Photography courtesy of Bater & Street/von Goetz
Memory, here, is neither sentimental nor monumental. It is material, and often absurd. Her Pegasus painting, based on Stubbs’ infamous Whistlejacket—A Dream of Everything That Was Wanted—is both equestrian fantasy and tragedy-in-pink, combining Barbie mythology with Greek epic. Medusa must die for the creature to be born. It is an escape, yes, but not without blood. Ultimately, Xu knows what the Surrealists knew: that the dream image is always entangled with the structures of power that repress it. “He’s not free.” she notes of the myth. “He’s captured by Perseus. His mother died for him to be born.”

Photography courtesy of Bater & Street/von Goetz
What sets this exhibition apart is not just the beauty of the works, but their temporal unruliness. The paintings quote the Dutch Golden Age, the Rococo, the Qing Dynasty, and 21st-century Soho drag all at once. Xu’s references are unapologetically layered: from Ruysch’s still lifes to Roland Penrose’s surrealist hair, from porcelain import routes to TikTok dog couture. The result is a temporality closer to the dream-state than the timeline, what Walter Benjamin might call Jetztzeit, a charged now in which history flashes up.

Photography courtesy of Chateau de Lantheuil
The setting intensifies this collapse. The Château de Lantheuil is a place dripping with ancestral performance: portraits, paneling, gardens arranged like a memory palace. Xu’s work doesn’t blend into this context. It flickers against it, like candlelight on silk. Her dogs stare out at the family portraits. Her chalices gleam beside real silver. Her dumplings rest in vitrines that once housed relics of empire. It is an elegant haunting.
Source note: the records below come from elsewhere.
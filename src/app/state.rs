// ==========================================
// Correlativities Engine - Application State
// ==========================================
// Wires one shared SQLite connection into the repositories, the config
// manager, the enrollment API and the catalog importer.
// ==========================================

use std::path::{Path, PathBuf};
use std::sync::{Arc, Mutex};

use crate::api::EnrollmentApi;
use crate::config::{ConfigManager, EngineConfigReader};
use crate::db::{init_schema, open_sqlite_connection};
use crate::engine::EnrollmentRepositories;
use crate::importer::CatalogImporter;
use rusqlite::Connection;

/// Environment variable overriding the database path
pub const DB_PATH_ENV: &str = "CORRELATIVITIES_DB";

/// Shared services for one database
pub struct AppState {
    pub db_path: PathBuf,
    pub conn: Arc<Mutex<Connection>>,
    pub config: Arc<ConfigManager>,
    pub enrollment_api: Arc<EnrollmentApi>,
    pub importer: Arc<CatalogImporter>,
}

impl AppState {
    /// Open (and if needed create) the database and build every service
    ///
    /// # Returns
    /// - Ok(AppState)
    /// - Err(String): database or configuration failure
    pub async fn new(db_path: &Path) -> Result<Self, String> {
        tracing::info!(db_path = %db_path.display(), "initializing application state");

        if let Some(parent) = db_path.parent().filter(|p| !p.as_os_str().is_empty()) {
            std::fs::create_dir_all(parent)
                .map_err(|e| format!("cannot create {}: {}", parent.display(), e))?;
        }

        let conn = open_sqlite_connection(&db_path.to_string_lossy())
            .map_err(|e| format!("cannot open database: {}", e))?;
        init_schema(&conn).map_err(|e| format!("schema initialization failed: {}", e))?;
        let conn = Arc::new(Mutex::new(conn));

        let config = Arc::new(
            ConfigManager::from_connection(conn.clone())
                .map_err(|e| format!("config manager: {}", e))?,
        );

        let repos = EnrollmentRepositories::sqlite(conn.clone());
        let enrollment_api = EnrollmentApi::from_config(repos, config.as_ref())
            .await
            .map_err(|e| e.to_string())?;

        Ok(Self {
            db_path: db_path.to_path_buf(),
            importer: Arc::new(CatalogImporter::from_connection(conn.clone())),
            enrollment_api: Arc::new(enrollment_api),
            config,
            conn,
        })
    }

    /// Locale stored in configuration
    pub async fn configured_locale(&self) -> String {
        match self.config.default_locale().await {
            Ok(locale) => locale,
            Err(e) => {
                tracing::warn!(error = %e, "locale unavailable, using default");
                crate::config::DEFAULT_LOCALE.to_string()
            }
        }
    }
}

/// Database path: explicit value, then `CORRELATIVITIES_DB`, then the
/// platform data directory (`<data_dir>/correlativities/correlativities.db`).
pub fn get_default_db_path(explicit: Option<&str>) -> PathBuf {
    if let Some(path) = explicit.map(str::trim).filter(|p| !p.is_empty()) {
        return PathBuf::from(path);
    }

    if let Ok(path) = std::env::var(DB_PATH_ENV) {
        let trimmed = path.trim();
        if !trimmed.is_empty() {
            return PathBuf::from(trimmed);
        }
    }

    dirs::data_dir()
        .map(|dir| dir.join("correlativities"))
        .unwrap_or_else(|| PathBuf::from("."))
        .join("correlativities.db")
}
//! Simulation parameters.
//!
//! The context-switch cost applies to every algorithm; the quantum only to
//! Round-Robin. Both are validated here, at the boundary, so the scheduling
//! loops never see a degenerate value.

use serde::{Deserialize, Serialize};

use crate::validation::{ValidationError, ValidationErrorKind, ValidationResult};

/// Parameters shared by a set of scheduling runs.
#[derive(Debug, Clone, Copy, PartialEq, Eq, Serialize, Deserialize)]
pub struct SimulationConfig {
    /// Overhead charged after a process relinquishes the CPU.
    pub context_switch_time: i64,
    /// Round-Robin time slice.
    pub quantum: i64,
}

impl SimulationConfig {
    /// Default context-switch time.
    pub const DEFAULT_CONTEXT_SWITCH: i64 = 1;
    /// Default Round-Robin quantum.
    pub const DEFAULT_QUANTUM: i64 = 2;

    /// Creates a config with the defaults (context switch 1, quantum 2).
    pub fn new() -> Self {
        Self {
            context_switch_time: Self::DEFAULT_CONTEXT_SWITCH,
            quantum: Self::DEFAULT_QUANTUM,
        }
    }

    /// Sets the context-switch time.
    pub fn with_context_switch(mut self, context_switch_time: i64) -> Self {
        self.context_switch_time = context_switch_time;
        self
    }

    /// Sets the Round-Robin quantum.
    pub fn with_quantum(mut self, quantum: i64) -> Self {
        self.quantum = quantum;
        self
    }

    /// Checks every parameter and reports all problems at once.
    pub fn validate(&self) -> ValidationResult {
        let mut errors = Vec::new();
        if let Err(e) = check_context_switch(self.context_switch_time) {
            errors.push(e);
        }
        if let Err(e) = check_quantum(self.quantum) {
            errors.push(e);
        }

        if errors.is_empty() {
            Ok(())
        } else {
            Err(errors)
        }
    }
}

impl Default for SimulationConfig {
    fn default() -> Self {
        Self::new()
    }
}

pub(crate) fn check_context_switch(context_switch_time: i64) -> Result<(), ValidationError> {
    if context_switch_time < 0 {
        return Err(ValidationError::new(
            ValidationErrorKind::NegativeContextSwitch,
            format!("Context-switch time must be non-negative, got {context_switch_time}"),
        ));
    }
    Ok(())
}

pub(crate) fn check_quantum(quantum: i64) -> Result<(), ValidationError> {
    if quantum <= 0 {
        return Err(ValidationError::new(
            ValidationErrorKind::InvalidQuantum,
            format!("Quantum must be positive, got {quantum}"),
        ));
    }
    Ok(())
}

#[cfg(test)]
mod tests {
    use super::*;

    #[test]
    fn test_defaults() {
        let config = SimulationConfig::default();
        assert_eq!(config.context_switch_time, 1);
        assert_eq!(config.quantum, 2);
        assert!(config.validate().is_ok());
    }

    #[test]
    fn test_builder() {
        let config = SimulationConfig::new()
            .with_context_switch(0)
            .with_quantum(4);
        assert_eq!(config.context_switch_time, 0);
        assert_eq!(config.quantum, 4);
        assert!(config.validate().is_ok());
    }

    #[test]
    fn test_invalid_quantum() {
        for q in [0, -3] {
            let errors = SimulationConfig::new().with_quantum(q).validate().unwrap_err();
            assert_eq!(errors.len(), 1);
            assert_eq!(errors[0].kind, ValidationErrorKind::InvalidQuantum);
        }
    }

    #[test]
    fn test_negative_context_switch() {
        let errors = SimulationConfig::new()
            .with_context_switch(-1)
            .validate()
            .unwrap_err();
        assert_eq!(errors[0].kind, ValidationErrorKind::NegativeContextSwitch);
    }

    #[test]
    fn test_reports_all_errors() {
        let errors = SimulationConfig::new()
            .with_context_switch(-1)
            .with_quantum(0)
            .validate()
            .unwrap_err();
        assert_eq!(errors.len(), 2);
    }
}
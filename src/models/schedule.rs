//! Scheduled batch (solution) model.
//!
//! A scheduled batch is the result of one scheduling run: the run's private
//! copy of the process records with all outputs populated, plus the CPU
//! timeline that produced them.

use serde::{Deserialize, Serialize};

use super::{ProcessId, ProcessRecord};

/// One contiguous interval during which a process holds the CPU.
#[derive(Debug, Clone, Copy, PartialEq, Eq, Serialize, Deserialize)]
pub struct ExecutionSlice {
    /// Process that ran.
    pub process_id: ProcessId,
    /// Slice start (inclusive).
    pub start: i64,
    /// Slice end (exclusive).
    pub end: i64,
}

impl ExecutionSlice {
    /// Creates a new slice.
    pub fn new(process_id: ProcessId, start: i64, end: i64) -> Self {
        Self {
            process_id,
            start,
            end,
        }
    }

    /// Slice length.
    #[inline]
    pub fn duration(&self) -> i64 {
        self.end - self.start
    }
}

/// The outcome of running one algorithm over one batch.
#[derive(Debug, Clone, PartialEq, Eq, Serialize, Deserialize)]
pub struct ScheduledBatch {
    /// Name of the algorithm that produced this batch (e.g. "FCFS").
    pub algorithm: String,
    /// Context-switch overhead the run was charged with.
    pub context_switch_time: i64,
    /// Process records in the run's ordering (arrival order).
    pub processes: Vec<ProcessRecord>,
    /// CPU slices in dispatch order.
    pub timeline: Vec<ExecutionSlice>,
}

impl ScheduledBatch {
    /// Creates a batch with an empty timeline.
    pub fn new(
        algorithm: impl Into<String>,
        context_switch_time: i64,
        processes: Vec<ProcessRecord>,
    ) -> Self {
        Self {
            algorithm: algorithm.into(),
            context_switch_time,
            processes,
            timeline: Vec::new(),
        }
    }

    /// Number of processes in the batch.
    pub fn len(&self) -> usize {
        self.processes.len()
    }

    /// Whether the batch has no processes.
    pub fn is_empty(&self) -> bool {
        self.processes.is_empty()
    }

    /// Whether every process has a completion time.
    pub fn is_complete(&self) -> bool {
        self.processes.iter().all(ProcessRecord::is_complete)
    }

    /// Finds the record for a process.
    pub fn process(&self, id: ProcessId) -> Option<&ProcessRecord> {
        self.processes.iter().find(|p| p.id == id)
    }

    /// Process IDs in the order they were dispatched (one entry per slice).
    pub fn dispatch_order(&self) -> Vec<ProcessId> {
        self.timeline.iter().map(|s| s.process_id).collect()
    }

    /// Returns all slices of a given process.
    pub fn slices_for(&self, id: ProcessId) -> Vec<&ExecutionSlice> {
        self.timeline.iter().filter(|s| s.process_id == id).collect()
    }

    /// Total time the CPU spent executing processes.
    pub fn busy_time(&self) -> i64 {
        self.timeline.iter().map(ExecutionSlice::duration).sum()
    }
}

#[cfg(test)]
mod tests {
    use super::*;

    fn finished(id: ProcessId, arrival: i64, burst: i64, start: i64, end: i64) -> ProcessRecord {
        let mut p = ProcessRecord::new(id, arrival, burst);
        p.mark_dispatched(start);
        p.execute(burst);
        p.complete_at(end);
        p
    }

    #[test]
    fn test_queries() {
        let mut batch = ScheduledBatch::new(
            "FCFS",
            0,
            vec![finished(1, 0, 3, 0, 3), finished(2, 1, 2, 3, 5)],
        );
        batch.timeline.push(ExecutionSlice::new(1, 0, 3));
        batch.timeline.push(ExecutionSlice::new(2, 3, 5));

        assert_eq!(batch.len(), 2);
        assert!(batch.is_complete());
        assert_eq!(batch.busy_time(), 5);
        assert_eq!(batch.dispatch_order(), vec![1, 2]);
        assert_eq!(batch.process(2).map(|p| p.waiting_time), Some(2));
        assert_eq!(batch.slices_for(1).len(), 1);
        assert!(batch.process(9).is_none());
    }

    #[test]
    fn test_empty_batch() {
        let batch = ScheduledBatch::new("RR", 1, Vec::new());
        assert!(batch.is_empty());
        assert!(batch.is_complete());
        assert_eq!(batch.busy_time(), 0);
    }

    #[test]
    fn test_incomplete_batch() {
        let batch = ScheduledBatch::new("SRT", 0, vec![ProcessRecord::new(1, 0, 2)]);
        assert!(!batch.is_complete());
        assert!(batch.timeline.is_empty());
    }

    #[test]
    fn test_serde_json() {
        let batch = ScheduledBatch::new("FCFS", 1, vec![finished(1, 0, 2, 0, 2)]);
        let json = serde_json::to_string(&batch).unwrap();
        let back: ScheduledBatch = serde_json::from_str(&json).unwrap();
        assert_eq!(back, batch);
    }
}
Photography courtesy of Bater & Street/von Goetz
Over lunch in the formal gardens, dumplings were discussed alongside wigs, snails, death. Xu speaks with calm clarity, unbothered by the excess her work evokes. Her humour is quiet. Her politics are precise. “Some of the exchanges in culture can be really cruel in history... and similar things are still happening today, but in a more subtle manner.” she notes. “I want [to] remind people that our physical body is going to be gone one day. So what’s important to you, what’s precious to you?”
Later, in the Salon Louis XVI, I stare too long at a snail creeping towards entropy and feel an unexpected sadness. Xu’s work does that. It lures you in with prettiness, and then lays a hand on your back, cold and unmistakably human.
Xu Yang (b. 1996, Shandong) lives and works in London, UK. She studied Fine Art Painting at Wimbledon College of Arts (UAL) 2015-18, and graduated with an MA in Painting from the Royal College of Art in 2020.
von Goetz is an art advisory that enhances the lives of artists and collectors by investing in the contemporary artists of the future, working closely with private individuals, corporates, interior design studios, and hospitality groups to offer a service that blends discretion, meticulous research, and a sense of fun.
Victoria Comstock-Kershaw is a London-based art critic and journalist.